The following diagram highlights the flow of how EMR sits in between the data layers in the S3 data lake so that it can seamlessly process and transform data as it passes through the different layers:
Figure 5.4 – EMR as the data progressing platform in the S3 data lake
Let’s look at another typical use case where EMR comes in really handy.
Use-case scenario 2 – Collaborative data engineering
Use case for Amazon EMR Studio
Data engineers at GreatFin have been building data pipelines for many years now; however, that whole process is isolated per team and is cumbersome to prototype, test, and debug. Overall, it’s not easy to collaborate and build new data processing applications, and the whole process is far from being agile.

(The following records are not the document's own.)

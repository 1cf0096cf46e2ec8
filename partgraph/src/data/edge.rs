// Copyright (c) 2024-2025 DeepGraph Inc.
// SPDX-License-Identifier: Apache-2.0
//
//! Graph edges
//!
//! An edge is an attribute map like a node, with two endpoint specifications
//! stored in the `end1*` and `end2*` attributes.

use super::node::{identity, required_string, Node, ATTR_KEY, ATTR_KIND};
use super::Value;
use crate::graph::{GraphError, GraphResult};
use serde::{Deserialize, Serialize};
use std::collections::BTreeMap;
use std::fmt;

/// One of the two ends of an edge
#[derive(Debug, Clone, Copy, PartialEq, Eq, Hash)]
pub enum End {
    One,
    Two,
}

impl End {
    pub const BOTH: [End; 2] = [End::One, End::Two];

    pub fn key_attr(self) -> &'static str {
        match self {
            End::One => "end1key",
            End::Two => "end2key",
        }
    }

    pub fn kind_attr(self) -> &'static str {
        match self {
            End::One => "end1kind",
            End::Two => "end2kind",
        }
    }

    pub fn role_attr(self) -> &'static str {
        match self {
            End::One => "end1role",
            End::Two => "end2role",
        }
    }

    pub fn cascading_attr(self) -> &'static str {
        match self {
            End::One => "end1cascading",
            End::Two => "end2cascading",
        }
    }

    /// The opposite end
    pub fn other(self) -> End {
        match self {
            End::One => End::Two,
            End::Two => End::One,
        }
    }
}

impl fmt::Display for End {
    fn fmt(&self, f: &mut fmt::Formatter<'_>) -> fmt::Result {
        match self {
            End::One => write!(f, "end1"),
            End::Two => write!(f, "end2"),
        }
    }
}

/// Binding of one edge end to a node
#[derive(Debug, Clone, PartialEq, Eq, Hash)]
pub struct EndpointSpec {
    /// Key of the referenced node
    pub key: String,
    /// Kind of the referenced node
    pub kind: String,
    /// Part the node plays in the relation (e.g. "Author")
    pub role: String,
    /// Whether removing the referenced node removes the edge
    pub cascading: bool,
}

impl EndpointSpec {
    pub fn new(
        key: impl Into<String>,
        kind: impl Into<String>,
        role: impl Into<String>,
        cascading: bool,
    ) -> Self {
        Self {
            key: key.into(),
            kind: kind.into(),
            role: role.into(),
            cascading,
        }
    }
}

/// Graph edge with key, kind, two endpoint specs and arbitrary attributes
#[derive(Debug, Clone, PartialEq, Default, Serialize, Deserialize)]
pub struct Edge {
    attrs: BTreeMap<String, Value>,
}

impl Edge {
    /// Create a new edge without endpoints
    pub fn new(key: impl Into<String>, kind: impl Into<String>) -> Self {
        Self::from_node(Node::new(key, kind))
    }

    /// Create an edge from the attributes of a node
    pub fn from_node(node: Node) -> Self {
        Self {
            attrs: node.into_attrs(),
        }
    }

    /// Create an edge from an attribute map without validating it
    pub fn from_attrs(attrs: BTreeMap<String, Value>) -> Self {
        Self { attrs }
    }

    /// Create an edge from a JSON object without validating it
    pub fn from_json(object: serde_json::Map<String, serde_json::Value>) -> Self {
        Self::from_node(Node::from_json(object))
    }

    /// Builder style endpoint setter
    pub fn with_end(mut self, end: End, spec: &EndpointSpec) -> Self {
        self.set_end(end, spec);
        self
    }

    /// Set all four attributes of an endpoint
    pub fn set_end(&mut self, end: End, spec: &EndpointSpec) {
        self.set_attr(end.key_attr(), spec.key.as_str());
        self.set_attr(end.kind_attr(), spec.kind.as_str());
        self.set_attr(end.role_attr(), spec.role.as_str());
        self.set_attr(end.cascading_attr(), spec.cascading);
    }

    /// Builder style attribute setter
    pub fn with_attr(mut self, name: &str, value: impl Into<Value>) -> Self {
        self.set_attr(name, value);
        self
    }

    /// Set an attribute value
    pub fn set_attr(&mut self, name: &str, value: impl Into<Value>) {
        self.attrs.insert(name.to_string(), value.into());
    }

    /// Get an attribute value
    pub fn attr(&self, name: &str) -> Option<&Value> {
        self.attrs.get(name)
    }

    /// Remove an attribute
    pub fn remove_attr(&mut self, name: &str) -> Option<Value> {
        self.attrs.remove(name)
    }

    pub fn attrs(&self) -> &BTreeMap<String, Value> {
        &self.attrs
    }

    pub fn into_attrs(self) -> BTreeMap<String, Value> {
        self.attrs
    }

    /// Key of this edge if it is set to a string
    pub fn key(&self) -> Option<&str> {
        self.attr(ATTR_KEY).and_then(Value::as_str)
    }

    /// Kind of this edge if it is set to a string
    pub fn kind(&self) -> Option<&str> {
        self.attr(ATTR_KIND).and_then(Value::as_str)
    }

    /// Read and validate one endpoint spec
    pub fn end(&self, end: End) -> GraphResult<EndpointSpec> {
        let suffix = format!(" for {}", end);
        let key = required_string(&self.attrs, end.key_attr(), "key", "Edge", &suffix)?;
        let kind = required_string(&self.attrs, end.kind_attr(), "kind", "Edge", &suffix)?;
        let role = required_string(&self.attrs, end.role_attr(), "role", "Edge", &suffix)?;

        let cascading = match self.attrs.get(end.cascading_attr()) {
            None | Some(Value::Null) => {
                return Err(GraphError::invalid(format!(
                    "Edge is missing a cascading value for {}",
                    end
                )))
            }
            Some(Value::Boolean(b)) => *b,
            Some(other) => {
                return Err(GraphError::invalid(format!(
                    "Edge has a cascading value for {} which is not a boolean: {}",
                    end,
                    other.type_name()
                )))
            }
        };

        Ok(EndpointSpec::new(key, kind, role, cascading))
    }

    /// Validate identity and both endpoints
    pub fn validate(&self) -> GraphResult<(&str, &str, [EndpointSpec; 2])> {
        let (key, kind) = identity(&self.attrs, "Edge")?;
        let end1 = self.end(End::One)?;
        let end2 = self.end(End::Two)?;
        Ok((key, kind, [end1, end2]))
    }

    /// Convert to a JSON object; unrepresentable values become null
    pub fn to_json(&self) -> serde_json::Map<String, serde_json::Value> {
        self.attrs
            .iter()
            .map(|(k, v)| (k.clone(), v.to_json()))
            .collect()
    }
}

#[cfg(test)]
mod tests {
    use super::*;

    fn wrote_edge() -> Edge {
        Edge::new("Aria1-edge", "Wrote")
            .with_end(End::One, &EndpointSpec::new("000", "Author", "Author", true))
            .with_end(End::Two, &EndpointSpec::new("Aria1", "Song", "Song", false))
            .with_attr("number", 1)
    }

    #[test]
    fn test_endpoints() {
        let edge = wrote_edge();
        let (key, kind, ends) = edge.validate().unwrap();
        assert_eq!((key, kind), ("Aria1-edge", "Wrote"));
        assert_eq!(ends[0], EndpointSpec::new("000", "Author", "Author", true));
        assert!(!ends[1].cascading);
        assert_eq!(edge.attr("end2role"), Some(&Value::from("Song")));
    }

    #[test]
    fn test_missing_cascading_names_the_end() {
        let mut edge = wrote_edge();
        edge.remove_attr("end2cascading");
        assert_eq!(
            edge.validate().unwrap_err().to_string(),
            "GraphError: Invalid data (Edge is missing a cascading value for end2)"
        );
    }

    #[test]
    fn test_missing_endpoint_fields() {
        let mut edge = wrote_edge();
        edge.remove_attr("end1role");
        assert_eq!(
            edge.validate().unwrap_err().to_string(),
            "GraphError: Invalid data (Edge is missing a role value for end1)"
        );

        let mut edge = wrote_edge();
        edge.remove_attr("key");
        assert_eq!(
            edge.validate().unwrap_err().to_string(),
            "GraphError: Invalid data (Edge is missing a key value)"
        );

        let mut edge = wrote_edge();
        edge.set_attr("end1cascading", "yes");
        assert!(edge.validate().is_err());
    }

    #[test]
    fn test_end_other() {
        assert_eq!(End::One.other(), End::Two);
        assert_eq!(End::Two.to_string(), "end2");
    }
}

For data engineers, Jupyter notebooks are central to their line of work as it allows developers to test code before they can deploy it. However, managing these notebooks is not trivial. Data engineers or even data scientists need to focus less on the notebook infrastructure and more on the business logic they need to create. They need an easy way to build applications by collaborating with others in the team. They need all the bells and whistles that would make it easy for them to test, debug, and deploy code in production. That’s where EMR Studio comes into the picture.
EMR Studio is a fully managed IDE within the EMR service that allows for interactive data analytics. It has fully managed Jupyter notebooks, integration with GitHub repositories, a simplified UI for debugging code, an easy way to create and delete EMR clusters, integration with workflow orchestration services, and so forth.
The following diagram is a typical flow for data engineers to make it easy for them to bring their work from the prototype phase all the way into production, with the least amount of time and effort:
Figure 5.5 – Typical data engineering workflow
EMR has over 20 open source projects that cater to different aspects of data; we will not get into use cases for each of them in this book. However, we will come back to EMR in our future chapters to discuss certain frameworks that would come in handy to solve those particular use cases. For now, let’s move on to our beloved service that has come up in most chapters so far—AWS Glue for data processing.